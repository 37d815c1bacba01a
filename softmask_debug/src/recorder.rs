// Copyright 2026 the Softmask Authors
// SPDX-License-Identifier: Apache-2.0 OR MIT

//! Compact binary event recording and decoding.
//!
//! [`RecorderSink`] implements [`TraceSink`] and encodes events into a
//! `Vec<u8>` as fixed-size little-endian records. [`decode`] reads them back
//! as an iterator of [`RecordedEvent`].
//!
//! Mask handles are recorded as their raw `(index, generation)` pair and come
//! back as [`MaskRef`], since a decoded handle no longer refers to a live
//! store. [`on_dirty_masks`](TraceSink::on_dirty_masks) stores only the count.

use softmask_core::error::ResourceError;
use softmask_core::hierarchy::ElementId;
use softmask_core::mask::MaskId;
use softmask_core::resource::{BufferId, BufferSize, MaterialId};
use softmask_core::trace::{
    BufferEvent, BufferEventKind, CompositeEvent, CompositeOutcome, FallbackEvent, FallbackReason,
    MaterialEvent, MaterialEventKind, PhaseBeginEvent, PhaseEndEvent, PhaseKind, TraceSink,
};

// ---------------------------------------------------------------------------
// Event type discriminants
// ---------------------------------------------------------------------------

const TAG_PHASE_BEGIN: u8 = 1;
const TAG_PHASE_END: u8 = 2;
const TAG_COMPOSITE: u8 = 3;
const TAG_BUFFER: u8 = 4;
const TAG_MATERIAL: u8 = 5;
const TAG_FALLBACK: u8 = 6;
const TAG_DIRTY_MASKS_COUNT: u8 = 7;

const REASON_BUFFER_ALLOCATION: u8 = 0;
const REASON_MISSING_VARIANT: u8 = 1;
const REASON_DEPTH_EXCEEDED: u8 = 2;
const REASON_INVALID_BASE: u8 = 3;

// ---------------------------------------------------------------------------
// Decoded types
// ---------------------------------------------------------------------------

/// A mask handle as it was recorded.
#[derive(Clone, Copy, Debug, PartialEq, Eq, Hash)]
pub struct MaskRef {
    /// Slot index at recording time.
    pub index: u32,
    /// Generation at recording time.
    pub generation: u32,
}

impl From<MaskId> for MaskRef {
    fn from(id: MaskId) -> Self {
        Self {
            index: id.index(),
            generation: id.generation(),
        }
    }
}

/// A decoded [`CompositeEvent`].
#[derive(Clone, Copy, Debug, PartialEq, Eq)]
pub struct RecordedComposite {
    /// Frame counter.
    pub frame_index: u64,
    /// Root mask that was composited.
    pub root: MaskRef,
    /// Target buffer, if one was bound.
    pub buffer: Option<BufferId>,
    /// What the compositor did.
    pub outcome: CompositeOutcome,
    /// Number of channel levels written.
    pub levels: u8,
    /// Number of draw commands submitted.
    pub commands: u32,
}

/// A decoded [`FallbackEvent`].
#[derive(Clone, Copy, Debug, PartialEq, Eq)]
pub struct RecordedFallback {
    /// Why rendering fell back.
    pub reason: FallbackReason,
    /// Affected element, if any.
    pub element: Option<ElementId>,
    /// Affected mask, if any.
    pub mask: Option<MaskRef>,
}

/// A decoded event from a binary recording.
#[derive(Clone, Debug)]
pub enum RecordedEvent {
    /// A [`PhaseBeginEvent`].
    PhaseBegin(PhaseBeginEvent),
    /// A [`PhaseEndEvent`].
    PhaseEnd(PhaseEndEvent),
    /// A [`CompositeEvent`].
    Composite(RecordedComposite),
    /// A [`BufferEvent`].
    Buffer(BufferEvent),
    /// A [`MaterialEvent`].
    Material(MaterialEvent),
    /// A [`FallbackEvent`].
    Fallback(RecordedFallback),
    /// Dirty-mask count for a frame.
    DirtyMasksCount {
        /// Frame counter.
        frame_index: u64,
        /// Number of dirty masks.
        count: u32,
    },
}

impl RecordedEvent {
    /// The frame this event belongs to, when the event carries one.
    #[must_use]
    pub fn frame_index(&self) -> Option<u64> {
        match self {
            Self::PhaseBegin(e) => Some(e.frame_index),
            Self::PhaseEnd(e) => Some(e.frame_index),
            Self::Composite(e) => Some(e.frame_index),
            Self::DirtyMasksCount { frame_index, .. } => Some(*frame_index),
            Self::Buffer(_) | Self::Material(_) | Self::Fallback(_) => None,
        }
    }
}

// ---------------------------------------------------------------------------
// RecorderSink
// ---------------------------------------------------------------------------

/// A [`TraceSink`] that encodes events into a compact binary buffer.
#[derive(Debug, Default)]
pub struct RecorderSink {
    buf: Vec<u8>,
}

impl RecorderSink {
    /// Creates an empty recorder.
    #[must_use]
    pub fn new() -> Self {
        Self::default()
    }

    /// Returns a view of the recorded bytes.
    #[must_use]
    pub fn as_bytes(&self) -> &[u8] {
        &self.buf
    }

    /// Consumes the recorder and returns the recorded bytes.
    #[must_use]
    pub fn into_bytes(self) -> Vec<u8> {
        self.buf
    }

    // -- encoding helpers --------------------------------------------------

    fn write_u8(&mut self, v: u8) {
        self.buf.push(v);
    }

    fn write_u32(&mut self, v: u32) {
        self.buf.extend_from_slice(&v.to_le_bytes());
    }

    fn write_u64(&mut self, v: u64) {
        self.buf.extend_from_slice(&v.to_le_bytes());
    }

    fn write_u128(&mut self, v: u128) {
        self.buf.extend_from_slice(&v.to_le_bytes());
    }

    fn write_option_u32(&mut self, v: Option<u32>) {
        match v {
            Some(val) => {
                self.write_u8(1);
                self.write_u32(val);
            }
            None => {
                self.write_u8(0);
                self.write_u32(0);
            }
        }
    }

    fn write_mask(&mut self, m: MaskId) {
        self.write_u32(m.index());
        self.write_u32(m.generation());
    }

    fn write_option_mask(&mut self, m: Option<MaskId>) {
        match m {
            Some(m) => {
                self.write_u8(1);
                self.write_mask(m);
            }
            None => {
                self.write_u8(0);
                self.write_u32(0);
                self.write_u32(0);
            }
        }
    }

    fn write_phase(&mut self, p: PhaseKind) {
        self.write_u8(match p {
            PhaseKind::BeforeRebuild => 0,
            PhaseKind::AfterRebuild => 1,
        });
    }

    fn write_reason(&mut self, r: FallbackReason) {
        let (code, a, b) = match r {
            FallbackReason::Resource(ResourceError::BufferAllocation(size)) => {
                (REASON_BUFFER_ALLOCATION, size.width, size.height)
            }
            FallbackReason::Resource(ResourceError::MissingShaderVariant(m)) => {
                (REASON_MISSING_VARIANT, m.0, 0)
            }
            FallbackReason::DepthExceeded { depth } => (REASON_DEPTH_EXCEEDED, u32::from(depth), 0),
            FallbackReason::InvalidBaseMaterial => (REASON_INVALID_BASE, 0, 0),
        };
        self.write_u8(code);
        self.write_u32(a);
        self.write_u32(b);
    }
}

impl TraceSink for RecorderSink {
    fn on_phase_begin(&mut self, e: &PhaseBeginEvent) {
        self.write_u8(TAG_PHASE_BEGIN);
        self.write_u64(e.frame_index);
        self.write_phase(e.phase);
    }

    fn on_phase_end(&mut self, e: &PhaseEndEvent) {
        self.write_u8(TAG_PHASE_END);
        self.write_u64(e.frame_index);
        self.write_phase(e.phase);
    }

    fn on_composite(&mut self, e: &CompositeEvent) {
        self.write_u8(TAG_COMPOSITE);
        self.write_u64(e.frame_index);
        self.write_mask(e.root);
        self.write_option_u32(e.buffer.map(|b| b.0));
        self.write_u8(match e.outcome {
            CompositeOutcome::Drawn => 0,
            CompositeOutcome::Cleared => 1,
            CompositeOutcome::Skipped => 2,
        });
        self.write_u8(e.levels);
        self.write_u32(e.commands);
    }

    fn on_buffer(&mut self, e: &BufferEvent) {
        self.write_u8(TAG_BUFFER);
        self.write_u8(match e.kind {
            BufferEventKind::Allocated => 0,
            BufferEventKind::Reused => 1,
            BufferEventKind::Released => 2,
            BufferEventKind::Destroyed => 3,
        });
        self.write_u32(e.buffer.0);
        self.write_u32(e.size.width);
        self.write_u32(e.size.height);
    }

    fn on_material(&mut self, e: &MaterialEvent) {
        self.write_u8(TAG_MATERIAL);
        self.write_u8(match e.kind {
            MaterialEventKind::Derived => 0,
            MaterialEventKind::Shared => 1,
            MaterialEventKind::Released => 2,
            MaterialEventKind::Destroyed => 3,
            MaterialEventKind::Retired => 4,
        });
        self.write_u128(e.key);
        self.write_u32(e.material.0);
        self.write_u32(e.ref_count);
    }

    fn on_fallback(&mut self, e: &FallbackEvent) {
        self.write_u8(TAG_FALLBACK);
        self.write_reason(e.reason);
        self.write_option_u32(e.element.map(|el| el.0));
        self.write_option_mask(e.mask);
    }

    fn on_dirty_masks(&mut self, frame_index: u64, masks: &[MaskId]) {
        self.write_u8(TAG_DIRTY_MASKS_COUNT);
        self.write_u64(frame_index);
        #[expect(
            clippy::cast_possible_truncation,
            reason = "dirty mask count capped at u32::MAX for recording"
        )]
        self.write_u32(masks.len().min(u32::MAX as usize) as u32);
    }
}

// ---------------------------------------------------------------------------
// Decoder
// ---------------------------------------------------------------------------

/// Decodes a byte slice produced by [`RecorderSink`] into an iterator of
/// [`RecordedEvent`].
///
/// Iteration stops at the first unknown tag or truncated record.
pub fn decode(bytes: &[u8]) -> DecodeIter<'_> {
    DecodeIter {
        data: bytes,
        pos: 0,
    }
}

/// Iterator over decoded events.
#[derive(Debug)]
pub struct DecodeIter<'a> {
    data: &'a [u8],
    pos: usize,
}

impl DecodeIter<'_> {
    fn take<const N: usize>(&mut self) -> Option<[u8; N]> {
        let bytes = self.data.get(self.pos..self.pos + N)?.try_into().ok()?;
        self.pos += N;
        Some(bytes)
    }

    fn read_u8(&mut self) -> Option<u8> {
        self.take::<1>().map(|[v]| v)
    }

    fn read_u32(&mut self) -> Option<u32> {
        self.take().map(u32::from_le_bytes)
    }

    fn read_u64(&mut self) -> Option<u64> {
        self.take().map(u64::from_le_bytes)
    }

    fn read_u128(&mut self) -> Option<u128> {
        self.take().map(u128::from_le_bytes)
    }

    fn read_option_u32(&mut self) -> Option<Option<u32>> {
        let present = self.read_u8()?;
        let val = self.read_u32()?;
        Some((present != 0).then_some(val))
    }

    fn read_mask(&mut self) -> Option<MaskRef> {
        Some(MaskRef {
            index: self.read_u32()?,
            generation: self.read_u32()?,
        })
    }

    fn read_option_mask(&mut self) -> Option<Option<MaskRef>> {
        let present = self.read_u8()?;
        let mask = self.read_mask()?;
        Some((present != 0).then_some(mask))
    }

    fn read_phase(&mut self) -> Option<PhaseKind> {
        Some(match self.read_u8()? {
            0 => PhaseKind::BeforeRebuild,
            _ => PhaseKind::AfterRebuild,
        })
    }

    fn read_reason(&mut self) -> Option<FallbackReason> {
        let code = self.read_u8()?;
        let a = self.read_u32()?;
        let b = self.read_u32()?;
        Some(match code {
            REASON_BUFFER_ALLOCATION => {
                FallbackReason::Resource(ResourceError::BufferAllocation(BufferSize::new(a, b)))
            }
            REASON_MISSING_VARIANT => {
                FallbackReason::Resource(ResourceError::MissingShaderVariant(MaterialId(a)))
            }
            REASON_DEPTH_EXCEEDED => FallbackReason::DepthExceeded {
                depth: u8::try_from(a).unwrap_or(u8::MAX),
            },
            REASON_INVALID_BASE => FallbackReason::InvalidBaseMaterial,
            _ => return None,
        })
    }

    fn decode_phase_begin(&mut self) -> Option<RecordedEvent> {
        Some(RecordedEvent::PhaseBegin(PhaseBeginEvent {
            frame_index: self.read_u64()?,
            phase: self.read_phase()?,
        }))
    }

    fn decode_phase_end(&mut self) -> Option<RecordedEvent> {
        Some(RecordedEvent::PhaseEnd(PhaseEndEvent {
            frame_index: self.read_u64()?,
            phase: self.read_phase()?,
        }))
    }

    fn decode_composite(&mut self) -> Option<RecordedEvent> {
        Some(RecordedEvent::Composite(RecordedComposite {
            frame_index: self.read_u64()?,
            root: self.read_mask()?,
            buffer: self.read_option_u32()?.map(BufferId),
            outcome: match self.read_u8()? {
                0 => CompositeOutcome::Drawn,
                1 => CompositeOutcome::Cleared,
                _ => CompositeOutcome::Skipped,
            },
            levels: self.read_u8()?,
            commands: self.read_u32()?,
        }))
    }

    fn decode_buffer(&mut self) -> Option<RecordedEvent> {
        let kind = match self.read_u8()? {
            0 => BufferEventKind::Allocated,
            1 => BufferEventKind::Reused,
            2 => BufferEventKind::Released,
            _ => BufferEventKind::Destroyed,
        };
        let buffer = BufferId(self.read_u32()?);
        let width = self.read_u32()?;
        let height = self.read_u32()?;
        Some(RecordedEvent::Buffer(BufferEvent {
            kind,
            buffer,
            size: BufferSize::new(width, height),
        }))
    }

    fn decode_material(&mut self) -> Option<RecordedEvent> {
        Some(RecordedEvent::Material(MaterialEvent {
            kind: match self.read_u8()? {
                0 => MaterialEventKind::Derived,
                1 => MaterialEventKind::Shared,
                2 => MaterialEventKind::Released,
                3 => MaterialEventKind::Destroyed,
                _ => MaterialEventKind::Retired,
            },
            key: self.read_u128()?,
            material: MaterialId(self.read_u32()?),
            ref_count: self.read_u32()?,
        }))
    }

    fn decode_fallback(&mut self) -> Option<RecordedEvent> {
        Some(RecordedEvent::Fallback(RecordedFallback {
            reason: self.read_reason()?,
            element: self.read_option_u32()?.map(ElementId),
            mask: self.read_option_mask()?,
        }))
    }

    fn decode_dirty_masks_count(&mut self) -> Option<RecordedEvent> {
        let frame_index = self.read_u64()?;
        let count = self.read_u32()?;
        Some(RecordedEvent::DirtyMasksCount { frame_index, count })
    }
}

impl Iterator for DecodeIter<'_> {
    type Item = RecordedEvent;

    fn next(&mut self) -> Option<Self::Item> {
        let tag = self.read_u8()?;
        match tag {
            TAG_PHASE_BEGIN => self.decode_phase_begin(),
            TAG_PHASE_END => self.decode_phase_end(),
            TAG_COMPOSITE => self.decode_composite(),
            TAG_BUFFER => self.decode_buffer(),
            TAG_MATERIAL => self.decode_material(),
            TAG_FALLBACK => self.decode_fallback(),
            TAG_DIRTY_MASKS_COUNT => self.decode_dirty_masks_count(),
            _ => None,
        }
    }
}

// ---------------------------------------------------------------------------
// Tests
// ---------------------------------------------------------------------------
// Copyright 2026 the Softmask Authors
// SPDX-License-Identifier: Apache-2.0 OR MIT

//! Buffer compositing, derived materials and raycast validation for soft
//! masks.
//!
//! This crate sits between [`softmask_core`]'s mask tree and the host's GPU
//! layer. It defines:
//!
//! - [`GraphicsDevice`]: the resource primitives a host provides
//! - [`BufferPool`]: reuse of off-screen mask buffers
//! - [`CompositePlan`] / [`DrawCommand`]: the per-root draw batch
//! - [`BufferCompositor`]: dirty-root compositing into colour channels
//! - [`MaterialResolver`] / [`MaterialRepository`]: shared derived materials
//! - [`RaycastValidator`]: hit validity through the mask chain
//! - [`SoftMaskSystem`]: the facade wiring all of the above to host callbacks

#![no_std]
#![cfg_attr(docsrs, feature(doc_cfg))]

extern crate alloc;

mod compositor;
mod device;
mod material;
mod plan;
mod pool;
mod raycast;
mod system;

#[cfg(test)]
mod testing;

pub use compositor::{BufferCompositor, CompositeStats};
pub use device::GraphicsDevice;
pub use material::{
    DerivedMaterialDesc, MaskUniforms, MaterialKey, MaterialRepository, MaterialResolver,
};
pub use plan::{
    CanvasView, CompositePlan, CompositeUniforms, DrawCommand, clear_color_for_base_depth,
};
pub use pool::BufferPool;
pub use raycast::{RaycastTarget, RaycastValidator};
pub use system::SoftMaskSystem;
// Copyright 2026 the Softmask Authors
// SPDX-License-Identifier: Apache-2.0 OR MIT

//! Errors reported by the host when creating masking resources.
//!
//! None of these abort a frame. Callers fall back to unmasked rendering and
//! emit a [`FallbackEvent`](crate::trace::FallbackEvent).

use core::fmt;

use crate::resource::{BufferSize, MaterialId};

/// Failure to create or bind a GPU resource.
#[derive(Clone, Copy, Debug, PartialEq, Eq)]
pub enum ResourceError {
    /// The off-screen buffer could not be allocated.
    BufferAllocation(BufferSize),
    /// The base material's shader has no soft-maskable variant.
    MissingShaderVariant(MaterialId),
}

impl fmt::Display for ResourceError {
    fn fmt(&self, f: &mut fmt::Formatter<'_>) -> fmt::Result {
        match self {
            Self::BufferAllocation(size) => write!(
                f,
                "failed to allocate {}x{} mask buffer",
                size.width, size.height
            ),
            Self::MissingShaderVariant(m) => {
                write!(f, "no soft-maskable shader variant for {m:?}")
            }
        }
    }
}

impl core::error::Error for ResourceError {}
━━━━━━━━━━━━━━━━━━━━
Going down from the first line of the entries above, restate each line word for word until the line holding "reads them back" is done.

Your solution:
repository 37d815c1bacba01a
filename softmask_debug/src/recorder.rs
// Copyright 2026 the Softmask Authors
// SPDX-License-Identifier: Apache-2.0 OR MIT

//! Compact binary event recording and decoding.
//!
//! [`RecorderSink`] implements [`TraceSink`] and encodes events into a
//! `Vec<u8>` as fixed-size little-endian records. [`decode`] reads them back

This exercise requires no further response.